I would say to them, "Yeah, you couldn't get perfect grades either. You're just average." I sent an e-mail to my dean looking to see if I can repeat the course with a grade replacement on my B to see if I can get an A. Hopefully I will be able to so I can fix the issue.


----------



## aendern (Dec 28, 2013)

lackofmops said:


> explain please
> 
> 3.0 is considered good


3.11 is considered "average" in the US.


----------



## Ben8 (Jul 5, 2013)

chanteuse said:


> So sorry to hear that! Perhaps the sun won't rise tomorrow due to this catastrophic event.
> 
> You are probably young and haven't met failure much before. I do hope your lucky streak would continue, that there will not be any bump on the road except this 3.9 GPA. God forbid what you'd do if anything more serious would befall.


You know next to nothing about me and my life. Let's stop with the assumptions. Also, I don't understand the benefit in degrading my personal issue because you can't seem to relate to it. Unfortunately, life isn't as simple as you want to make it. I've had my fair share of difficulties, the kinds of difficulties that you may consider more of an issue than this one. Getting a B in school on its own is nothing. I am completely aware of this. However, you seem to lack the ability to consider that everyone is different and we all have issues that are personal only to us in how they affect our lives. Not everyone reacts to the same things the same way.


----------



## nichya (Jul 12, 2014)

Ben8 said:


> I would say to them, "Yeah, you couldn't get perfect grades either. You're just average." I sent an e-mail to my dean looking to see if I can repeat the course with a grade replacement on my B to see if I can get an A. Hopefully I will be able to so I can fix the issue.

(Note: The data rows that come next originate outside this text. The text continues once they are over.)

//! API server entry point.

use std::sync::Arc;

use api::Config;
use store::{PostgresOrderStore, PostgresProductStore};
use tokio::signal;
use tracing_subscriber::EnvFilter;
use tracing_subscriber::layer::SubscriberExt;
use tracing_subscriber::util::SubscriberInitExt;

/// Waits for a shutdown signal (SIGINT or SIGTERM).
async fn shutdown_signal() {
    let ctrl_c = async {
        signal::ctrl_c()
            .await
            .expect("failed to install SIGINT handler");
    };

    #[cfg(unix)]
    let terminate = async {
        signal::unix::signal(signal::unix::SignalKind::terminate())
            .expect("failed to install SIGTERM handler")
            .recv()
            .await;
    };

    #[cfg(not(unix))]
    let terminate = std::future::pending::<()>();

    tokio::select! {
        () = ctrl_c => {
            tracing::info!("received SIGINT, starting graceful shutdown");
        }
        () = terminate => {
            tracing::info!("received SIGTERM, starting graceful shutdown");
        }
    }
}

async fn serve(app: axum::Router, addr: &str) {
    tracing::info!(%addr, "starting API server");

    let listener = tokio::net::TcpListener::bind(addr)
        .await
        .expect("failed to bind address");
    axum::serve(listener, app)
        .with_graceful_shutdown(shutdown_signal())
        .await
        .expect("server error");

    tracing::info!("server shut down gracefully");
}

#[tokio::main]
async fn main() {
    let config = Config::from_env();

    // 1. Initialize tracing
    tracing_subscriber::registry()
        .with(
            EnvFilter::try_from_default_env()
                .unwrap_or_else(|_| EnvFilter::new(config.log_level.clone())),
        )
        .with(tracing_subscriber::fmt::layer())
        .init();

    // 2. Install Prometheus metrics recorder
    let prometheus_builder = metrics_exporter_prometheus::PrometheusBuilder::new();
    let metrics_handle = prometheus_builder
        .install_recorder()
        .expect("failed to install Prometheus recorder");

    // 3. Create stores and application state
    let addr = config.addr();
    match config.database_url.clone() {
        Some(url) => {
            let pool = sqlx::postgres::PgPoolOptions::new()
                .max_connections(10)
                .connect(&url)
                .await
                .expect("failed to connect to database");

            let order_store = PostgresOrderStore::new(pool.clone());
            order_store
                .run_migrations()
                .await
                .expect("failed to run migrations");

            let orders = Arc::new(order_store);
            let products = Arc::new(PostgresProductStore::new(pool));
            let (state, _provider) = api::create_state(orders, products, config.pricing_policy());
            serve(api::create_app(state, metrics_handle), &addr).await;
        }
        None => {
            tracing::warn!("DATABASE_URL not set, using in-memory stores");
            let (state, _provider) = api::create_default_state(config.pricing_policy());
            serve(api::create_app(state, metrics_handle), &addr).await;
        }
    }
}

In all honesty, you could spend that time much more wisely than repeating a course you are already good at. You want to please the system which is almost never possible, not because you are not good enough, but because the system is not perfect enough. You are only on your 2nd semester, if you keep repeating courses like this you will make your ride extremely tedious while you could spend that time, effort, money to expand your skills and experiences -beyond- the school which will ultimately be the key to your future career instead of your GPA. I hope you will be aware that you are letting irrational fears get to you. It is not that I am underestimating your -problem- but it really is not efficient.


----------



## Angelic Gardevoir (Oct 7, 2010)

Ben8 said:


> I would say to them, "Yeah, you couldn't get perfect grades either. You're just average." I sent an e-mail to my dean looking to see if I can repeat the course with a grade replacement on my B to see if I can get an A. Hopefully I will be able to so I can fix the issue.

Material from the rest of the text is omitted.